Significant Market Shift!

With the looming implementation of Phase II requirements, we are seeing a massive shift in dispensary and distributor purchasing criteria away from cannabinoid and terpene profiles and towards Phase II compliant weed. There is a clear shortage of clean cannabis and California regulated dispensaries are scared to death of the BCC shutting them down for selling non-compliant weed. If you are not already Phase II compliant, you could get clipped by the market. It’s hard to say how long this buying emphasis will last, but our best guess is that until Phase II compliant cannabis is the standard, those who can meet (and prove) compliance will have a significant market advantage.

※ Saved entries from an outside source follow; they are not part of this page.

//! HTTP handlers for the RSVP and registry endpoints.

use axum::body::Bytes;
use axum::extract::State;
use axum::http::{header, HeaderMap, Method, StatusCode};
use axum::response::IntoResponse;
use axum::Json;
use serde::de::DeserializeOwned;
use tracing::{error, warn};

use super::error::ApiError;
use super::{ApiResponse, AppState, HealthResponse, RegistryItemsResponse};
use crate::service::{GiftRequest, RsvpRequest};

pub const METHOD_OVERRIDE_HEADER: &str = "x-http-method-override";

/// The method a request asks for, honouring `X-HTTP-Method-Override`
fn effective_method(method: &Method, headers: &HeaderMap) -> Method {
    headers
        .get(METHOD_OVERRIDE_HEADER)
        .and_then(|v| v.to_str().ok())
        .map(str::trim)
        .filter(|v| !v.is_empty())
        .and_then(|v| Method::from_bytes(v.to_ascii_uppercase().as_bytes()).ok())
        .unwrap_or_else(|| method.clone())
}

fn parse_json<T: DeserializeOwned>(body: &Bytes) -> Result<T, ApiError> {
    serde_json::from_slice(body).map_err(|e| {
        warn!(error = %e, "Rejected malformed JSON body");
        ApiError::InvalidJson
    })
}

/// `PATCH /v1/api/rsvp` (or `POST` with a `PATCH` override)
pub async fn submit_rsvp(
    State(state): State<AppState>,
    method: Method,
    headers: HeaderMap,
    body: Bytes,
) -> Result<Json<ApiResponse>, ApiError> {
    let method = effective_method(&method, &headers);
    if method != Method::PATCH && method != Method::POST {
        return Err(ApiError::MethodNotAllowed);
    }

    let request: RsvpRequest = parse_json(&body)?;
    let message = state.rsvp.submit(request).await.inspect_err(|e| {
        warn!(error = %e, "RSVP not recorded");
    })?;
    Ok(Json(ApiResponse::success(message)))
}

/// `POST /v1/api/registry/gift`
pub async fn record_gift(
    State(state): State<AppState>,
    body: Bytes,
) -> Result<Json<ApiResponse>, ApiError> {
    let request: GiftRequest = parse_json(&body)?;
    let message = state.registry.record_gift(request).await.inspect_err(|e| {
        warn!(error = %e, "Gift not recorded");
    })?;
    Ok(Json(ApiResponse::success(message)))
}

/// `GET /v1/api/registry/items`
pub async fn list_registry_items(State(state): State<AppState>) -> impl IntoResponse {
    match state.registry.list_items().await {
        Ok(items) => (StatusCode::OK, Json(RegistryItemsResponse::items(items))),
        Err(e) => {
            error!(error = %e, "Failed to load registry items");
            (
                StatusCode::INTERNAL_SERVER_ERROR,
                Json(RegistryItemsResponse::error("Failed to load registry items")),
            )
        }
    }
}

/// Any method an endpoint does not serve
pub async fn method_not_allowed() -> ApiError {
    ApiError::MethodNotAllowed
}

/// `GET /health`
pub async fn health() -> impl IntoResponse {
    (
        [(header::CACHE_CONTROL, "no-store, no-cache, must-revalidate")],
        Json(HealthResponse {
            status: "ok",
            version: env!("CARGO_PKG_VERSION"),
        }),
    )
}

Currently, the black and gray markets are the biggest winners in California’s newly regulated cannabis industry. There are many factors suffocating the roll-out of California’s newly regulated cannabis marketplace.

From overly local controls (leaving greater than 60% of the state counties and cities banning marijuana), to preventing regulated market participants from selling to unregulated shops (of 2,500 shops, only 400+/- are currently participating in the regulated market), to requiring the testing of cannabis to standards that are not themselves standard - the regulated cannabis market pioneers face a stiff headwind.

But no wind is stronger or more bitter than the 45% price increase customers pay at the counters of Regulated shops - but not Prop 215 shops. The below chart tracks the sale of a pound of marijuana at $1,000 from the cultivator to the counter, compounding all the taxes it will suffer along the way. The result is a compounded tax exceeding 45% of the original cost. Why would consumers go to a regulated shop that is 45% more expensive than an unregulated shop? They don’t, and that’s one huge reason California’s gray and black markets are the winners in California’s newly regulated cannabis industry.